Nesta quarta-feira, 7 de janeiro, autoridades da Venezuela relataram a destruição de várias infraestruturas civis em Caracas em um bombardeio atribuído ao Exército americano, ocorrido em 3 de janeiro. O ataque teve como alvo a captura do presidente deposto Nicolás Maduro e de sua esposa, Cilia Flores, resultando na morte de pelo menos um civil e 56 soldados venezuelanos e cubanos.
O ministro da Defesa, Vladimir Padrino, afirmou que a operação causou danos significativos, incluindo a destruição de um depósito de medicamentos e do Instituto Venezuelano de Investigações Científicas (Ivic). A ministra da Ciência e Tecnologia, Gabriela Jiménez, divulgou vídeos que mostram os estragos nos prédios, destacando a perda de equipamentos essenciais para as redes computacionais do país. Os relatos também mencionam danos em La Guaira, estado vizinho, onde mísseis atingiram áreas residenciais.
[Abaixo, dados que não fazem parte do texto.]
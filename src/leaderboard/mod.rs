pub mod keys;

mod memory;
mod redis_store;

use serde::Serialize;
use thiserror::Error;

pub use memory::MemoryLeaderboard;
pub use redis_store::RedisLeaderboard;

#[derive(Debug, Clone, Copy, PartialEq, Eq, Hash)]
pub enum Period {
    All,
    ThisWeek,
    LastWeek,
}

impl Period {
    pub fn as_str(&self) -> &'static str {
        match self {
            Period::All => "all",
            Period::ThisWeek => "this_week",
            Period::LastWeek => "last_week",
        }
    }

    pub fn parse(value: &str) -> Option<Self> {
        match value {
            "all" => Some(Period::All),
            "this_week" => Some(Period::ThisWeek),
            "last_week" => Some(Period::LastWeek),
            _ => None,
        }
    }
}

/// Tie-aware rank snapshot for one member. Members sharing a score report
/// the same rank: the reverse rank of the last member in the equal-score
/// range. Milestone detection depends on this exact tie-break.
#[derive(Debug, Clone, Copy, Serialize)]
pub struct RankInfo {
    pub score: i64,
    pub rank: u64,
    pub ratio: u64,
}

#[derive(Debug, Error)]
pub enum LeaderboardError {
    #[error(transparent)]
    Redis(#[from] redis::RedisError),
    #[error("leaderboard keys diverged: {context}")]
    Inconsistent { context: String },
}

/// The ordered-score store behind user rankings. Injected everywhere it is
/// used; the in-memory variant backs tests and redis-less deployments with
/// identical ordering and fallback semantics.
pub enum Leaderboard {
    Redis(RedisLeaderboard),
    Memory(MemoryLeaderboard),
}

impl Leaderboard {
    pub fn memory() -> Self {
        Leaderboard::Memory(MemoryLeaderboard::new())
    }

    pub async fn connect(redis_url: &str) -> Result<Self, redis::RedisError> {
        Ok(Leaderboard::Redis(RedisLeaderboard::connect(redis_url).await?))
    }

    /// Applies `delta` (signed) to the member in both the primary and the
    /// shadow key. A partial application is reported as `Inconsistent`; the
    /// caller repairs it with a later `reset_rank`.
    pub async fn increment(
        &self,
        period: Period,
        user_id: i64,
        delta: i64,
    ) -> Result<(), LeaderboardError> {
        match self {
            Leaderboard::Redis(store) => store.increment(period, user_id, delta).await,
            Leaderboard::Memory(store) => {
                store.increment(period, user_id, delta);
                Ok(())
            }
        }
    }

    pub async fn remove(&self, period: Period, user_id: i64) -> Result<(), LeaderboardError> {
        match self {
            Leaderboard::Redis(store) => store.remove(period, user_id).await,
            Leaderboard::Memory(store) => {
                store.remove(period, user_id);
                Ok(())
            }
        }
    }

    pub async fn score(
        &self,
        period: Period,
        user_id: i64,
    ) -> Result<Option<i64>, LeaderboardError> {
        match self {
            Leaderboard::Redis(store) => store.score(period, user_id).await,
            Leaderboard::Memory(store) => Ok(store.score(period, user_id)),
        }
    }

    pub async fn rank_info(
        &self,
        period: Period,
        user_id: i64,
    ) -> Result<Option<RankInfo>, LeaderboardError> {
        match self {
            Leaderboard::Redis(store) => store.rank_info(period, user_id).await,
            Leaderboard::Memory(store) => Ok(store.rank_info(period, user_id)),
        }
    }

    pub async fn cardinality(&self, period: Period) -> Result<u64, LeaderboardError> {
        match self {
            Leaderboard::Redis(store) => store.cardinality(period).await,
            Leaderboard::Memory(store) => Ok(store.cardinality(period)),
        }
    }

    /// Highest-scored members first, inclusive zero-based range. Used by the
    /// consumer-facing scoreboard listing.
    pub async fn reverse_range_with_scores(
        &self,
        period: Period,
        start: i64,
        stop: i64,
    ) -> Result<Vec<(i64, i64)>, LeaderboardError> {
        match self {
            Leaderboard::Redis(store) => store.reverse_range_with_scores(period, start, stop).await,
            Leaderboard::Memory(store) => Ok(store.reverse_range_with_scores(period, start, stop)),
        }
    }
}

/// `ceil(rank / total * 100)`, with the convention that an empty leaderboard
/// reports 100.
pub(crate) fn ratio_of(rank: u64, total: u64) -> u64 {
    if total == 0 {
        100
    } else {
        (rank * 100 + total - 1) / total
    }
}

#[cfg(test)]
mod tests {
    use super::*;

    #[test]
    fn ratio_is_100_on_empty_board() {
        assert_eq!(ratio_of(1, 0), 100);
    }

    #[test]
    fn ratio_rounds_up() {
        assert_eq!(ratio_of(1, 3), 34);
        assert_eq!(ratio_of(3, 3), 100);
        assert_eq!(ratio_of(1, 100), 1);
        assert_eq!(ratio_of(7, 200), 4);
    }

    #[test]
    fn period_round_trips() {
        for period in [Period::All, Period::ThisWeek, Period::LastWeek] {
            assert_eq!(Period::parse(period.as_str()), Some(period));
        }
        assert_eq!(Period::parse("yesterday"), None);
    }
}
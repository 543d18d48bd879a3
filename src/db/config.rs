use std::time::Duration;

use thiserror::Error;

#[derive(Debug, Clone)]
pub struct DbConfig {
    pub primary_url: String,
    pub max_connections: u32,
    pub acquire_timeout: Duration,
    pub health_check: HealthCheckConfig,
}

impl DbConfig {
    pub fn from_env() -> Result<Self, DbConfigError> {
        let primary_url = std::env::var("DATABASE_URL").map_err(|_| DbConfigError::Missing {
            key: "DATABASE_URL",
        })?;

        let max_connections = env_u32("DB_MAX_CONNECTIONS", 10);
        let acquire_timeout_ms = env_u64("DB_ACQUIRE_TIMEOUT_MS", 5000);

        Ok(Self {
            primary_url,
            max_connections,
            acquire_timeout: Duration::from_millis(acquire_timeout_ms),
            health_check: HealthCheckConfig::from_env(),
        })
    }
}

#[derive(Debug, Clone)]
pub struct HealthCheckConfig {
    pub interval: Duration,
    pub timeout: Duration,
    pub failure_threshold: u32,
}

impl HealthCheckConfig {
    fn from_env() -> Self {
        let interval_ms = env_u64("DB_HEALTH_CHECK_INTERVAL_MS", 5000);
        let timeout_ms = env_u64("DB_HEALTH_CHECK_TIMEOUT_MS", 3000);
        let failure_threshold = env_u32("DB_FAILURE_THRESHOLD", 3);

        Self {
            interval: Duration::from_millis(interval_ms),
            timeout: Duration::from_millis(timeout_ms),
            failure_threshold,
        }
    }
}

#[derive(Debug, Error)]
pub enum DbConfigError {
    #[error("Missing required env var: {key}")]
    Missing { key: &'static str },
}

fn env_u64(key: &str, default: u64) -> u64 {
    std::env::var(key)
        .ok()
        .and_then(|value| value.parse::<u64>().ok())
        .unwrap_or(default)
}

fn env_u32(key: &str, default: u32) -> u32 {
    std::env::var(key)
        .ok()
        .and_then(|value| value.parse::<u32>().ok())
        .unwrap_or(default)
}
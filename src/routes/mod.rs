mod health;
mod reviews;
mod scoreboard;

use axum::body::Body;
use axum::http::{Request, StatusCode};
use axum::response::{IntoResponse, Response};
use axum::routing::{get, post, put};
use axum::Router;
use bytes::Bytes;

use crate::response::json_error;
use crate::state::AppState;

pub fn router(state: AppState) -> Router {
    Router::new()
        .nest("/health", health::router())
        .route("/api/reviews", post(reviews::create))
        .route("/api/reviews/check", get(reviews::check_written))
        .route("/api/reviews/check-rank", get(reviews::check_rank))
        .route(
            "/api/reviews/:id",
            put(reviews::update).delete(reviews::destroy),
        )
        .route("/api/scoreboard", get(scoreboard::list))
        .fallback(fallback_handler)
        .with_state(state)
}

async fn fallback_handler() -> Response {
    json_error(StatusCode::NOT_FOUND, "NOT_FOUND", "接口不存在").into_response()
}

pub(crate) async fn split_body(
    req: Request<Body>,
) -> Result<(axum::http::request::Parts, Bytes), Response> {
    let (parts, body) = req.into_parts();
    let body_bytes = match axum::body::to_bytes(body, 1024 * 1024).await {
        Ok(bytes) => bytes,
        Err(_) => {
            return Err(
                json_error(StatusCode::BAD_REQUEST, "BODY_TOO_LARGE", "请求体过大").into_response(),
            )
        }
    };
    Ok((parts, body_bytes))
}

pub(crate) fn get_query_param(query: &str, key: &str) -> Option<String> {
    for pair in query.split('&') {
        if pair.is_empty() {
            continue;
        }
        let mut iter = pair.splitn(2, '=');
        let k = iter.next().unwrap_or("");
        if k != key {
            continue;
        }
        let value = iter.next().unwrap_or("");
        return Some(percent_decode(value));
    }
    None
}

fn percent_decode(input: &str) -> String {
    let mut out: Vec<u8> = Vec::with_capacity(input.len());
    let mut bytes = input.as_bytes().iter().copied();
    while let Some(b) = bytes.next() {
        match b {
            b'+' => out.push(b' '),
            b'%' => {
                let hi = bytes.next();
                let lo = bytes.next();
                if let (Some(hi), Some(lo)) = (hi, lo) {
                    if let (Some(hi), Some(lo)) = (from_hex(hi), from_hex(lo)) {
                        out.push((hi << 4) | lo);
                        continue;
                    }
                }
                out.push(b'%');
                if let Some(hi) = hi {
                    out.push(hi);
                }
                if let Some(lo) = lo {
                    out.push(lo);
                }
            }
            _ => out.push(b),
        }
    }
    String::from_utf8_lossy(&out).to_string()
}

fn from_hex(b: u8) -> Option<u8> {
    match b {
        b'0'..=b'9' => Some(b - b'0'),
        b'a'..=b'f' => Some(10 + (b - b'a')),
        b'A'..=b'F' => Some(10 + (b - b'A')),
        _ => None,
    }
}

pub(crate) fn path_tail_id(path: &str) -> Option<i64> {
    path.rsplit('/').next()?.trim().parse::<i64>().ok()
}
A situação gera preocupações sobre as consequências humanitárias do ataque, especialmente em relação ao acesso a medicamentos e alimentos. O governador de La Guaira, Alejandro Teerã, denunciou a destruição de suprimentos médicos, embora não tenha apresentado provas concretas. Enquanto isso, a presidente interina Delcy Rodríguez é apresentada como responsável pela gestão da crise na região.